//! Request and reply envelopes carried on the message bus.
//!
//! A request is published to its subject as a [`RequestEnvelope`]; the
//! responder publishes exactly one [`ReplyEnvelope`] to the request's
//! reply-to subject. The correlation identifier inside the envelope is what
//! routes a reply back to the caller that issued it, since one reply subject
//! is shared by every outstanding call of a client.
//!
//! Exactly one of `response` / `err` is present on a reply. A populated
//! `err` means the responder understood the request and rejected it (or
//! failed internally); transport-level failures never produce an envelope.

use serde::{Deserialize, Serialize};
use serde_json::Value;
use std::fmt;
use thiserror::Error;

use crate::correlation::CorrelationId;

/// One RPC request, as published to its subject.
#[derive(Debug, Clone, PartialEq, Serialize, Deserialize)]
pub struct RequestEnvelope {
    /// Correlation identifier; echoed back verbatim in the reply.
    pub id: CorrelationId,
    /// Operation payload. Shape is subject-specific.
    pub data: Value,
}

impl RequestEnvelope {
    /// Build an envelope with a freshly generated correlation identifier.
    pub fn new(data: Value) -> Self {
        Self {
            id: CorrelationId::new(),
            data,
        }
    }

    /// Build an envelope around an identifier the caller already registered.
    pub fn with_id(id: CorrelationId, data: Value) -> Self {
        Self { id, data }
    }

    /// Serialize to the JSON bytes that go on the wire.
    pub fn to_bytes(&self) -> Result<Vec<u8>, EnvelopeError> {
        serde_json::to_vec(self).map_err(EnvelopeError::Encode)
    }

    /// Deserialize from wire bytes.
    pub fn from_bytes(bytes: &[u8]) -> Result<Self, EnvelopeError> {
        serde_json::from_slice(bytes).map_err(EnvelopeError::Decode)
    }
}

/// One RPC reply, as published to the caller's reply-to subject.
#[derive(Debug, Clone, PartialEq, Serialize, Deserialize)]
pub struct ReplyEnvelope {
    /// Correlation identifier of the request this answers.
    pub id: CorrelationId,
    /// Success payload. Absent when `err` is set.
    #[serde(default, skip_serializing_if = "Option::is_none")]
    pub response: Option<Value>,
    /// Responder-reported failure. Absent on success.
    #[serde(default, skip_serializing_if = "Option::is_none")]
    pub err: Option<ReplyError>,
}

impl ReplyEnvelope {
    /// Successful reply carrying `response`.
    pub fn ok(id: CorrelationId, response: Value) -> Self {
        Self {
            id,
            response: Some(response),
            err: None,
        }
    }

    /// Failure reply carrying a responder-reported error.
    pub fn err(id: CorrelationId, err: ReplyError) -> Self {
        Self {
            id,
            response: None,
            err: Some(err),
        }
    }

    /// Collapse into a result. An envelope with both fields set resolves to
    /// the error; one with neither resolves to `Null`.
    pub fn into_result(self) -> Result<Value, ReplyError> {
        match self.err {
            Some(err) => Err(err),
            None => Ok(self.response.unwrap_or(Value::Null)),
        }
    }

    /// Serialize to the JSON bytes that go on the wire.
    pub fn to_bytes(&self) -> Result<Vec<u8>, EnvelopeError> {
        serde_json::to_vec(self).map_err(EnvelopeError::Encode)
    }

    /// Deserialize from wire bytes.
    pub fn from_bytes(bytes: &[u8]) -> Result<Self, EnvelopeError> {
        serde_json::from_slice(bytes).map_err(EnvelopeError::Decode)
    }
}

/// Failure a responder reports instead of a success payload.
///
/// The gateway maps `kind` to an HTTP status and passes `message` through to
/// the client verbatim.
#[derive(Debug, Clone, PartialEq, Serialize, Deserialize, Error)]
#[error("{kind}: {message}")]
pub struct ReplyError {
    pub kind: ErrorKind,
    pub message: String,
}

impl ReplyError {
    pub fn not_found(message: impl Into<String>) -> Self {
        Self {
            kind: ErrorKind::NotFound,
            message: message.into(),
        }
    }

    pub fn conflict(message: impl Into<String>) -> Self {
        Self {
            kind: ErrorKind::Conflict,
            message: message.into(),
        }
    }

    pub fn invalid(message: impl Into<String>) -> Self {
        Self {
            kind: ErrorKind::Invalid,
            message: message.into(),
        }
    }

    pub fn internal(message: impl Into<String>) -> Self {
        Self {
            kind: ErrorKind::Internal,
            message: message.into(),
        }
    }
}

/// Coarse classification of a responder-reported failure.
#[derive(Debug, Clone, Copy, PartialEq, Eq, Serialize, Deserialize)]
#[serde(rename_all = "snake_case")]
pub enum ErrorKind {
    /// The addressed record does not exist.
    NotFound,
    /// The request collides with existing state (duplicate key).
    Conflict,
    /// The request payload does not decode or fails a domain rule.
    Invalid,
    /// The responder failed internally but still replied.
    Internal,
}

impl fmt::Display for ErrorKind {
    fn fmt(&self, f: &mut fmt::Formatter<'_>) -> fmt::Result {
        let s = match self {
            ErrorKind::NotFound => "not_found",
            ErrorKind::Conflict => "conflict",
            ErrorKind::Invalid => "invalid",
            ErrorKind::Internal => "internal",
        };
        f.write_str(s)
    }
}

/// Envelope (de)serialization failure.
#[derive(Debug, Error)]
pub enum EnvelopeError {
    #[error("envelope does not encode: {0}")]
    Encode(#[source] serde_json::Error),
    #[error("envelope does not decode: {0}")]
    Decode(#[source] serde_json::Error),
}
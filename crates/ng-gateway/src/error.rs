//! HTTP-facing error type.
//!
//! Everything a handler can fail with collapses into an [`ApiError`], which
//! renders as `{"error": "<message>"}` with the matching status code.
//! Responder-reported errors keep their message verbatim; their `kind`
//! picks the status.

use axum::http::StatusCode;
use axum::response::{IntoResponse, Response};
use axum::Json;
use serde_json::json;
use shared_types::ErrorKind;

use crate::rpc::CallError;

/// An error ready to leave the gateway as an HTTP response.
#[derive(Debug, Clone)]
pub struct ApiError {
    status: StatusCode,
    message: String,
}

impl ApiError {
    pub fn new(status: StatusCode, message: impl Into<String>) -> Self {
        Self {
            status,
            message: message.into(),
        }
    }

    pub fn bad_request(message: impl Into<String>) -> Self {
        Self::new(StatusCode::BAD_REQUEST, message)
    }

    pub fn unauthorized(message: impl Into<String>) -> Self {
        Self::new(StatusCode::UNAUTHORIZED, message)
    }

    pub fn internal(message: impl Into<String>) -> Self {
        Self::new(StatusCode::INTERNAL_SERVER_ERROR, message)
    }

    #[must_use]
    pub fn status(&self) -> StatusCode {
        self.status
    }

    #[must_use]
    pub fn message(&self) -> &str {
        &self.message
    }
}

impl IntoResponse for ApiError {
    fn into_response(self) -> Response {
        (self.status, Json(json!({ "error": self.message }))).into_response()
    }
}

impl From<CallError> for ApiError {
    fn from(err: CallError) -> Self {
        match err {
            CallError::Timeout { .. } => Self::new(StatusCode::GATEWAY_TIMEOUT, err.to_string()),
            CallError::Unavailable(_) => Self::new(StatusCode::BAD_GATEWAY, err.to_string()),
            CallError::Rejected(reply) => Self::new(status_for(reply.kind), reply.message),
            CallError::Codec(_) => {
                Self::new(StatusCode::INTERNAL_SERVER_ERROR, err.to_string())
            }
        }
    }
}

impl From<serde_json::Error> for ApiError {
    fn from(err: serde_json::Error) -> Self {
        Self::internal(format!("serialization failure: {err}"))
    }
}

fn status_for(kind: ErrorKind) -> StatusCode {
    match kind {
        ErrorKind::NotFound => StatusCode::NOT_FOUND,
        ErrorKind::Conflict => StatusCode::CONFLICT,
        ErrorKind::Invalid => StatusCode::BAD_REQUEST,
        ErrorKind::Internal => StatusCode::INTERNAL_SERVER_ERROR,
    }
}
—————
Task details:
Search the data above for lines holding "ReplyEnvelope" and copy each of them.

Answer:
//! responder publishes exactly one [`ReplyEnvelope`] to the request's
pub struct ReplyEnvelope {
impl ReplyEnvelope {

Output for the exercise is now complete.